Hukuki.NET


Yargıtay içtihatları bölümü

Yargıtay Kararı

 



     T.C.
Y A R G I T A Y 
Hukuk Genel Kurulu 
     Sayı:


E.89/1-146
K.89/239
T.5.4.1989

	Özet:Reşit olan evlat hacredildiğinde asıl olan velayet altına
 konulmasıdır. Ana veya baba vasi tayin edilse bile velayet hükümleri
 uygulanır. Böyle olunca mahcura ait gayrımenkulün satışı için sulh hakiminin
 izni gerekmez.
	
	Taraflar arasındaki tapu iptali ve tescil davasından dolayı yapılan
 yargılama sonunda İstanbul Asliye 5. Hukuk mahkemesince davanın kabulüne dair
 verilen 16.11.1987 gün ve 1987/293-522 sayılı kararın incelenmesi davalı
 vekili tarafından istenilmesi üzerine, Yargıtay 1. Hukuk Dairesinin 4.10.1988
 gün ve 1988/6695-10273 sayılı ilamı ile; (...Davacı vekili, hacir altındaki
 Gülseren Benere vesayeten yapılmış olan pay temlikinde satışında Sulh Hukuk
 Mahkemesinden izin alınmış olmasına karşı, Asliye Hukuk mahkemesinin onayının
 sağlanamadığını bu yasal noksanlığın ise satışı yok hükmünde kıldığını ileri
 sürmüş 3/4 paya hasren iptal ve tescil isteğinde bulunmuştur.
	Mahkemece uyuşmazlığın çözümünde salt Medeni Kanunun 388-2. maddesi
 hükmü esas alınmış ve (... Asliye Hakiminin tasvip kararı olmadıkça, mahcura
 ait bir gayrımenkul satışının mümkün bulunmadığı, bu unsuru taşımayan satışın
 yoklukla illetli olduğu) gerekçesine dayanılıp davanın kabulüne karar
 verilmiştir.
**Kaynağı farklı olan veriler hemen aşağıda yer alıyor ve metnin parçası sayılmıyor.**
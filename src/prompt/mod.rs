// Prompt assembly module
// Pure construction of the chat prompt from retrieved passages


use crate::database::ScoredPassage;

/// Persona instruction sent as the system message with every request. The
/// model always answers in English; translation happens separately.
pub const SYSTEM_PROMPT: &str = "You are Valmiki, the sage-poet and author of the Ramayana. \
You have deep knowledge of all events, characters, and teachings of the Ramayana. \
Answer questions thoughtfully and accurately based on the provided context passages. \
If the context does not contain enough information, draw on your knowledge of the Ramayana. \
Keep answers concise (3-5 sentences) unless the question requires detail. \
Always respond in English — the response will be translated separately.";

const EMPTY_CONTEXT_NOTE: &str = "No passages were retrieved for this question. \
Answer from your general knowledge of the Ramayana.";

/// The assembled prompt pair handed to the answer generator.
#[derive(Debug, Clone, PartialEq, Eq)]
pub struct AssembledPrompt {
    pub system: String,
    pub user: String,
}

/// Build the prompt from the ordered retrieved passages and the question.
/// Deterministic: identical inputs always produce identical strings.
#[inline]
pub fn assemble(passages: &[ScoredPassage], question_en: &str) -> AssembledPrompt {
    let context = if passages.is_empty() {
        EMPTY_CONTEXT_NOTE.to_string()
    } else {
        passages
            .iter()
            .enumerate()
            .map(|(i, p)| {
                format!(
                    "[Passage {} — {}, Topic: {}]\n{}",
                    i + 1,
                    p.metadata.kanda,
                    p.metadata.topic,
                    p.metadata.text
                )
            })
            .collect::<Vec<_>>()
            .join("\n\n")
    };

    let user = format!(
        "Context from the Ramayana:\n\n{}\n\nQuestion: {}\n\nAnswer as Valmiki the sage:",
        context, question_en
    );

    AssembledPrompt {
        system: SYSTEM_PROMPT.to_string(),
        user,
    }
}
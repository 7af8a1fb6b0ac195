// Indexer module
// One-time, operator-triggered ingestion of the corpus into the vector store


use std::path::Path;

use anyhow::Context;
use chrono::Utc;
use tracing::info;

use crate::config::Config;
use crate::corpus::{self, Passage};
use crate::database::{PassageMetadata, PassageRecord, VectorStore};
use crate::embeddings::OllamaClient;
use crate::{ChatbotError, Result};

/// Outcome of a seed run.
#[derive(Debug, Clone, PartialEq, Eq)]
pub struct SeedStats {
    pub passages: usize,
    pub dimension: usize,
    pub model: String,
}

/// Seeds the vector store from the passage corpus. Runs offline before any
/// chat traffic; a failure anywhere aborts the run with no repair attempt.
pub struct Indexer {
    embedder: OllamaClient,
    store: VectorStore,
    expected_dimension: usize,
}

impl Indexer {
    #[inline]
    pub fn new(config: &Config, store: VectorStore) -> Result<Self> {
        let embedder = OllamaClient::new(&config.embedding)
            .context("Failed to initialize embedding client")?;

        Ok(Self {
            embedder,
            store,
            expected_dimension: config.embedding.dimension as usize,
        })
    }

    /// Load the corpus, embed every passage, and upsert keyed by passage id.
    /// Re-running on an unchanged corpus leaves the table the same size.
    /// `rebuild` drops the table first (required after a model change).
    #[inline]
    pub async fn seed(&mut self, corpus_path: &Path, rebuild: bool) -> Result<SeedStats> {
        let passages = corpus::load_passages(corpus_path)?;

        // Fail the whole run up front if the embedding service is down
        self.embedder
            .health_check()
            .context("Embedding service is unreachable; seeding aborted")?;

        if rebuild {
            info!("Rebuilding passages table from scratch");
            self.store.rebuild().await?;
        }

        let texts: Vec<String> = passages.iter().map(|p| p.text.clone()).collect();
        let embeddings = self
            .embedder
            .embed_batch(&texts)
            .context("Failed to embed corpus passages")?;

        for (passage, embedding) in passages.iter().zip(embeddings.iter()) {
            if embedding.len() != self.expected_dimension {
                return Err(ChatbotError::Embedding(format!(
                    "Model {} produced a {}-dimensional vector for passage {} but the \
                     configured dimension is {}; fix the config and re-run with --rebuild",
                    self.embedder.model(),
                    embedding.len(),
                    passage.id,
                    self.expected_dimension
                )));
            }
        }

        let created_at = Utc::now().to_rfc3339();
        let records: Vec<PassageRecord> = passages
            .iter()
            .zip(embeddings)
            .map(|(passage, vector)| self.to_record(passage, vector, &created_at))
            .collect();

        let count = records.len();
        self.store.upsert_passages(records).await?;

        info!("Seeded {} passages into the vector store", count);
        Ok(SeedStats {
            passages: count,
            dimension: self.expected_dimension,
            model: self.embedder.model().to_string(),
        })
    }

    fn to_record(&self, passage: &Passage, vector: Vec<f32>, created_at: &str) -> PassageRecord {
        PassageRecord {
            id: passage.id,
            vector,
            metadata: PassageMetadata {
                text: passage.text.clone(),
                kanda: passage.kanda.clone(),
                topic: passage.topic.clone(),
                characters: passage.characters_joined(),
                embedding_model: self.embedder.model().to_string(),
                created_at: created_at.to_string(),
            },
        }
    }

    /// Hand the store back for post-seed inspection.
    #[inline]
    pub fn into_store(self) -> VectorStore {
        self.store
    }
}
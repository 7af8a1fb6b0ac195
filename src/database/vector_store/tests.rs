use super::*;
use crate::config::EmbeddingConfig;
use tempfile::TempDir;

fn create_test_config() -> (Config, TempDir) {
    let temp_dir = TempDir::new().expect("should create temp dir");
    let mut config = Config::load_from(temp_dir.path()).expect("should build config");
    config.embedding = EmbeddingConfig {
        dimension: 4,
        ..EmbeddingConfig::default()
    };
    (config, temp_dir)
}

fn create_test_record(id: u32, vector: Vec<f32>) -> PassageRecord {
    PassageRecord {
        id,
        vector,
        metadata: PassageMetadata {
            text: format!("Passage text {}", id),
            kanda: "Bala Kanda".to_string(),
            topic: format!("Topic {}", id),
            characters: "Rama, Sita".to_string(),
            embedding_model: "nomic-embed-text:latest".to_string(),
            created_at: "2024-01-01T00:00:00Z".to_string(),
        },
    }
}

#[tokio::test]
async fn store_initialization() {
    let (config, _temp_dir) = create_test_config();

    let result = VectorStore::new(&config).await;
    assert!(
        result.is_ok(),
        "Failed to initialize VectorStore: {:?}",
        result.err()
    );

    let store = result.expect("should get store");
    assert_eq!(store.table_name, "passages");
    assert_eq!(store.vector_dimension, 4);
}

#[tokio::test]
async fn search_on_missing_table_returns_empty() {
    let (config, _temp_dir) = create_test_config();
    let store = VectorStore::new(&config).await.expect("should create store");

    let results = store
        .search_similar(&[1.0, 0.0, 0.0, 0.0], 5)
        .await
        .expect("search should succeed");

    assert!(results.is_empty(), "Empty store must yield no results");
    assert_eq!(store.count().await.expect("count should succeed"), 0);
}

#[tokio::test]
async fn upsert_and_count() {
    let (config, _temp_dir) = create_test_config();
    let mut store = VectorStore::new(&config).await.expect("should create store");

    let records = vec![
        create_test_record(1, vec![1.0, 0.0, 0.0, 0.0]),
        create_test_record(2, vec![0.0, 1.0, 0.0, 0.0]),
        create_test_record(3, vec![0.0, 0.0, 1.0, 0.0]),
    ];

    store
        .upsert_passages(records)
        .await
        .expect("upsert should succeed");

    assert_eq!(store.count().await.expect("count should succeed"), 3);
}

#[tokio::test]
async fn upsert_is_idempotent_by_id() {
    let (config, _temp_dir) = create_test_config();
    let mut store = VectorStore::new(&config).await.expect("should create store");

    let records = vec![
        create_test_record(1, vec![1.0, 0.0, 0.0, 0.0]),
        create_test_record(2, vec![0.0, 1.0, 0.0, 0.0]),
    ];
    store
        .upsert_passages(records.clone())
        .await
        .expect("first upsert should succeed");
    store
        .upsert_passages(records)
        .await
        .expect("second upsert should succeed");

    // Same ids overwrite instead of duplicating
    assert_eq!(store.count().await.expect("count should succeed"), 2);
}

#[tokio::test]
async fn search_orders_by_similarity() {
    let (config, _temp_dir) = create_test_config();
    let mut store = VectorStore::new(&config).await.expect("should create store");

    store
        .upsert_passages(vec![
            create_test_record(1, vec![1.0, 0.0, 0.0, 0.0]),
            create_test_record(2, vec![0.7, 0.7, 0.0, 0.0]),
            create_test_record(3, vec![0.0, 0.0, 1.0, 0.0]),
        ])
        .await
        .expect("upsert should succeed");

    let results = store
        .search_similar(&[1.0, 0.0, 0.0, 0.0], 2)
        .await
        .expect("search should succeed");

    assert_eq!(results.len(), 2, "Should respect the limit");
    assert_eq!(results[0].id, 1, "Exact match should rank first");
    for pair in results.windows(2) {
        assert!(
            pair[0].score >= pair[1].score,
            "Scores must be non-increasing"
        );
    }
}

#[tokio::test]
async fn upsert_rejects_wrong_dimension() {
    let (config, _temp_dir) = create_test_config();
    let mut store = VectorStore::new(&config).await.expect("should create store");

    let result = store
        .upsert_passages(vec![create_test_record(1, vec![1.0, 0.0])])
        .await;

    assert!(matches!(result, Err(ChatbotError::Database(_))));
}

#[tokio::test]
async fn rebuild_drops_all_rows() {
    let (config, _temp_dir) = create_test_config();
    let mut store = VectorStore::new(&config).await.expect("should create store");

    store
        .upsert_passages(vec![create_test_record(1, vec![1.0, 0.0, 0.0, 0.0])])
        .await
        .expect("upsert should succeed");
    assert_eq!(store.count().await.expect("count should succeed"), 1);

    store.rebuild().await.expect("rebuild should succeed");
    assert_eq!(store.count().await.expect("count should succeed"), 0);
}
// LanceDB vector database module
// Persistent storage and similarity search for passage embeddings

pub mod vector_store;

use serde::{Deserialize, Serialize};

pub use vector_store::{ScoredPassage, VectorStore};

/// Embedding record stored in LanceDB, keyed by passage id.
#[derive(Debug, Clone, Serialize, Deserialize)]
pub struct PassageRecord {
    /// Corpus passage id; the upsert key
    pub id: u32,
    /// The embedding vector; length must match the table width
    pub vector: Vec<f32>,
    /// Passage text and provenance stored alongside the vector
    pub metadata: PassageMetadata,
}

/// Metadata stored alongside each passage embedding
#[derive(Debug, Clone, Serialize, Deserialize, PartialEq, Eq)]
pub struct PassageMetadata {
    /// The passage text itself
    pub text: String,
    /// Book of the Ramayana the passage belongs to
    pub kanda: String,
    /// Short topic label
    pub topic: String,
    /// Characters appearing in the passage, comma-joined
    pub characters: String,
    /// Embedding model that produced the vector
    pub embedding_model: String,
    /// Timestamp when this record was written
    pub created_at: String,
}
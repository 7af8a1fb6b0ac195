use super::*;
use crate::config::{ApiKey, SarvamConfig};
use wiremock::matchers::{header, method, path};
use wiremock::{Mock, MockServer, ResponseTemplate};

fn test_config(base_url: &str) -> SarvamConfig {
    SarvamConfig {
        base_url: base_url.to_string(),
        ..SarvamConfig::default()
    }
}

pub(super) fn test_client(server: &MockServer) -> SarvamClient {
    SarvamClient::new(&test_config(&server.uri()), &ApiKey::new("test-key"))
        .expect("client should build")
}

#[test]
fn language_codes_cover_all_ten() {
    assert_eq!(Language::ALL.len(), 10);
    assert_eq!(Language::English.code(), "en-IN");
    assert_eq!(Language::Hindi.code(), "hi-IN");
    assert_eq!(Language::Punjabi.code(), "pa-IN");
    assert_eq!(Language::English.tts_voice(), "shubh");
    assert_eq!(Language::Tamil.tts_voice(), "abhilasha");
    assert_eq!(Language::Bengali.tts_voice(), "anushka");
}

#[test]
fn language_parses_case_insensitively() {
    assert_eq!("hindi".parse::<Language>().expect("parses"), Language::Hindi);
    assert_eq!(
        " Malayalam ".parse::<Language>().expect("parses"),
        Language::Malayalam
    );
    assert!("Klingon".parse::<Language>().is_err());
}

#[test]
fn base_url_gains_trailing_slash() {
    let client = SarvamClient::new(
        &test_config("https://api.example.com/prefix"),
        &ApiKey::new("k"),
    )
    .expect("client should build");

    let url = client.endpoint("translate").expect("endpoint should build");
    assert_eq!(url.as_str(), "https://api.example.com/prefix/translate");
}

#[tokio::test]
async fn requests_carry_the_subscription_key_header() {
    let server = MockServer::start().await;
    Mock::given(method("POST"))
        .and(path("/translate"))
        .and(header("api-subscription-key", "test-key"))
        .respond_with(
            ResponseTemplate::new(200)
                .set_body_json(serde_json::json!({"translated_text": "ok"})),
        )
        .expect(1)
        .mount(&server)
        .await;

    let client = test_client(&server);
    let result = client
        .translate("hello", Language::English, Language::Hindi)
        .await
        .expect("translate should succeed");
    assert_eq!(result, "ok");
}

#[tokio::test]
async fn provider_error_passes_through_unmodified() {
    let server = MockServer::start().await;
    Mock::given(method("POST"))
        .and(path("/translate"))
        .respond_with(ResponseTemplate::new(429).set_body_string("rate limited"))
        .mount(&server)
        .await;

    let client = test_client(&server);
    let err = client
        .translate("hello", Language::English, Language::Hindi)
        .await
        .expect_err("should surface provider error");

    match err {
        crate::ChatbotError::Provider { status, message } => {
            assert_eq!(status, 429);
            assert_eq!(message, "rate limited");
        }
        other => panic!("unexpected error: {:?}", other),
    }
}

#[tokio::test]
async fn single_attempt_does_not_retry_server_errors() {
    let server = MockServer::start().await;
    Mock::given(method("POST"))
        .and(path("/translate"))
        .respond_with(ResponseTemplate::new(503).set_body_string("down"))
        .expect(1)
        .mount(&server)
        .await;

    let client = test_client(&server);
    let err = client
        .translate("hello", Language::English, Language::Hindi)
        .await
        .expect_err("should fail");

    assert!(matches!(
        err,
        crate::ChatbotError::Provider { status: 503, .. }
    ));
}

#[tokio::test]
async fn configured_retries_reattempt_server_errors() {
    let server = MockServer::start().await;
    Mock::given(method("POST"))
        .and(path("/translate"))
        .respond_with(ResponseTemplate::new(500).set_body_string("flaky"))
        .expect(3)
        .mount(&server)
        .await;

    let config = SarvamConfig {
        retry_attempts: 3,
        ..test_config(&server.uri())
    };
    let client =
        SarvamClient::new(&config, &ApiKey::new("test-key")).expect("client should build");

    let err = client
        .translate("hello", Language::English, Language::Hindi)
        .await
        .expect_err("should fail after retries");

    assert!(matches!(
        err,
        crate::ChatbotError::Provider { status: 500, .. }
    ));
}
use super::*;
use crate::config::{Config, EmbeddingConfig};
use crate::database::{PassageMetadata, PassageRecord};
use tempfile::TempDir;
use wiremock::matchers::{method, path};
use wiremock::{Mock, MockServer, ResponseTemplate};

fn embedding_config_for(server: &MockServer) -> EmbeddingConfig {
    let url = url::Url::parse(&server.uri()).expect("mock server uri should parse");
    EmbeddingConfig {
        host: url.host_str().expect("mock host").to_string(),
        port: url.port().expect("mock port"),
        dimension: 4,
        ..EmbeddingConfig::default()
    }
}

async fn store_with_passages(config: &Config, records: Vec<PassageRecord>) -> VectorStore {
    let mut store = VectorStore::new(config).await.expect("should create store");
    if !records.is_empty() {
        store
            .upsert_passages(records)
            .await
            .expect("upsert should succeed");
    }
    store
}

fn record(id: u32, text: &str, vector: Vec<f32>) -> PassageRecord {
    PassageRecord {
        id,
        vector,
        metadata: PassageMetadata {
            text: text.to_string(),
            kanda: "Bala Kanda".to_string(),
            topic: "Test".to_string(),
            characters: "Rama".to_string(),
            embedding_model: "nomic-embed-text:latest".to_string(),
            created_at: "2024-01-01T00:00:00Z".to_string(),
        },
    }
}

#[tokio::test]
async fn top_k_is_clamped_to_at_least_one() {
    let temp_dir = TempDir::new().expect("should create temp dir");
    let config = Config::load_from(temp_dir.path()).expect("should build config");

    let store = VectorStore::new(&config).await.expect("should create store");
    let embedder = OllamaClient::new(&config.embedding).expect("should create client");

    let retriever = Retriever::new(store, embedder, 0);
    assert_eq!(retriever.top_k(), 1);
}

#[tokio::test(flavor = "multi_thread")]
async fn retrieves_nearest_passage_first() {
    let server = MockServer::start().await;
    Mock::given(method("POST"))
        .and(path("/api/embed"))
        .respond_with(
            ResponseTemplate::new(200)
                .set_body_json(serde_json::json!({"embedding": [1.0, 0.0, 0.0, 0.0]})),
        )
        .mount(&server)
        .await;

    let temp_dir = TempDir::new().expect("should create temp dir");
    let mut config = Config::load_from(temp_dir.path()).expect("should build config");
    config.embedding = embedding_config_for(&server);

    let store = store_with_passages(
        &config,
        vec![
            record(1, "Rama is the prince of Ayodhya.", vec![1.0, 0.0, 0.0, 0.0]),
            record(2, "Hanuman leapt to Lanka.", vec![0.0, 1.0, 0.0, 0.0]),
        ],
    )
    .await;

    let embedder = OllamaClient::new(&config.embedding).expect("should create client");
    let retriever = Retriever::new(store, embedder, 1);

    let results = retriever
        .retrieve("Who is Rama?")
        .await
        .expect("retrieve should succeed");

    assert_eq!(results.len(), 1);
    assert_eq!(results[0].id, 1);
    assert_eq!(results[0].metadata.text, "Rama is the prince of Ayodhya.");
}

#[tokio::test(flavor = "multi_thread")]
async fn empty_collection_yields_empty_context() {
    let server = MockServer::start().await;
    Mock::given(method("POST"))
        .and(path("/api/embed"))
        .respond_with(
            ResponseTemplate::new(200)
                .set_body_json(serde_json::json!({"embedding": [0.5, 0.5, 0.0, 0.0]})),
        )
        .mount(&server)
        .await;

    let temp_dir = TempDir::new().expect("should create temp dir");
    let mut config = Config::load_from(temp_dir.path()).expect("should build config");
    config.embedding = embedding_config_for(&server);

    let store = store_with_passages(&config, Vec::new()).await;
    let embedder = OllamaClient::new(&config.embedding).expect("should create client");
    let retriever = Retriever::new(store, embedder, 3);

    let results = retriever
        .retrieve("Anything at all")
        .await
        .expect("retrieve should succeed on an empty store");

    assert!(results.is_empty());
}

#[tokio::test(flavor = "multi_thread")]
async fn returns_at_most_k_ordered_results() {
    let server = MockServer::start().await;
    Mock::given(method("POST"))
        .and(path("/api/embed"))
        .respond_with(
            ResponseTemplate::new(200)
                .set_body_json(serde_json::json!({"embedding": [1.0, 0.1, 0.0, 0.0]})),
        )
        .mount(&server)
        .await;

    let temp_dir = TempDir::new().expect("should create temp dir");
    let mut config = Config::load_from(temp_dir.path()).expect("should build config");
    config.embedding = embedding_config_for(&server);

    let store = store_with_passages(
        &config,
        vec![
            record(1, "one", vec![1.0, 0.0, 0.0, 0.0]),
            record(2, "two", vec![0.9, 0.3, 0.0, 0.0]),
            record(3, "three", vec![0.0, 0.0, 1.0, 0.0]),
            record(4, "four", vec![0.0, 0.0, 0.0, 1.0]),
        ],
    )
    .await;

    let embedder = OllamaClient::new(&config.embedding).expect("should create client");
    let retriever = Retriever::new(store, embedder, 2);

    let results = retriever
        .retrieve("query")
        .await
        .expect("retrieve should succeed");

    assert!(results.len() <= 2);
    for pair in results.windows(2) {
        assert!(pair[0].score >= pair[1].score);
    }
}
Kuşkusuz gerçek anlamda  vesayetin söz konusu olduğu hallerde
 değinilen gerekçe doğrudur ve yasaldır. Ne varki, olayda Gülseren Bener akıl
 hastalığından ötürü hacir altına alınınca, kendisine  annesi Münevver Benerin
 vasi tayin edilmesi kararlaştırılmıştır. Bu durum karşısında Medeni Kanunun
 369. maddesi hükmünün gözardı edilemiyeceği açıktır. Başka bir deyişle
 uyuşmazlığın asıl çözüm maddesi, 369. madde olmak gerekir.
	Bilindiği üzere, anılan maddenin son fıkrası (Reşit olan evlat
 hacredildikte, vesayet altına alınacak yerde asıl olan velayet altına
 konulmaktır.) şekliyle ifade edilmiş bulunmaktadır. Bu hükmün buyurucu
 nitelikte olduğu açıktır. Hal böyle olunca, vasi tayin kararı velayet altına
 konulma anlamında değerlendirilmelidir. Nitekim dosyaya örnekleri ibraz
 edilen Yargıtay özel Daire kararlarıda bu doğrultuda yorum getirmişlerdir.
  Esasen, mehaz madde (reşit çoçuklar hacredildikçe vesayetin yerine kaideten
  velayet kaim olur..) şeklinde dilimize çevrilmiştir. (Dr. A.Egger. Medeni
 Kanunun şerhi, Volf Çernis Çevirisi Shf. 302) öte yandan Medeni Kanunun 268
 ve 269. maddeleri ile ilgili Türkiye Büyük Millet Meclisi 27.1.1929 tarih 542
 sayılı yorumunda "Anılan maddelerinin açık hükmü karşısında velilerin,
 velayetleri altında bulunan küçüklere ait gayrımenkullerini satmak ve rehin
 etmek konularında önceden hakimden onatmak gibi bir işlemin gerekmediği
 öngörülmüştür.
	Kaldı ki olayda satış işlemini gerçekleştiren annenin velayet hakkını
 kullanmaya ehil ve müktedir bir kimse bulunduğu anlaşılmaktadır. Bunun
 yanısıra  mahcure adına bankaya yatırılmış satış parasının annesi tarafından
 çekilerek  tümü kızına ait olmak üzere yeni bir taşınmaz alımı için
 sarfedilmek istenildiği, yeni taşınmazın alımınında satış vaadi sözleşmesine
 bağlandığı saptanmıştır. 
	O halde yukarıda belirtilen ilke ve olgular ve özellikle Medeni
 Kanunun 369/son maddesi hükmü gözetilmek suretiyle davanın reddilmesi
 gerekirken yazılı şekilde  iptali  karar verilmesi isabetsizdir..)
 gerekçesiyle bozularak dosya yerine geri çevrilmekle yeniden yapılan
 yargılama sonunda, mahkemece önceki kararda direnilmiştir.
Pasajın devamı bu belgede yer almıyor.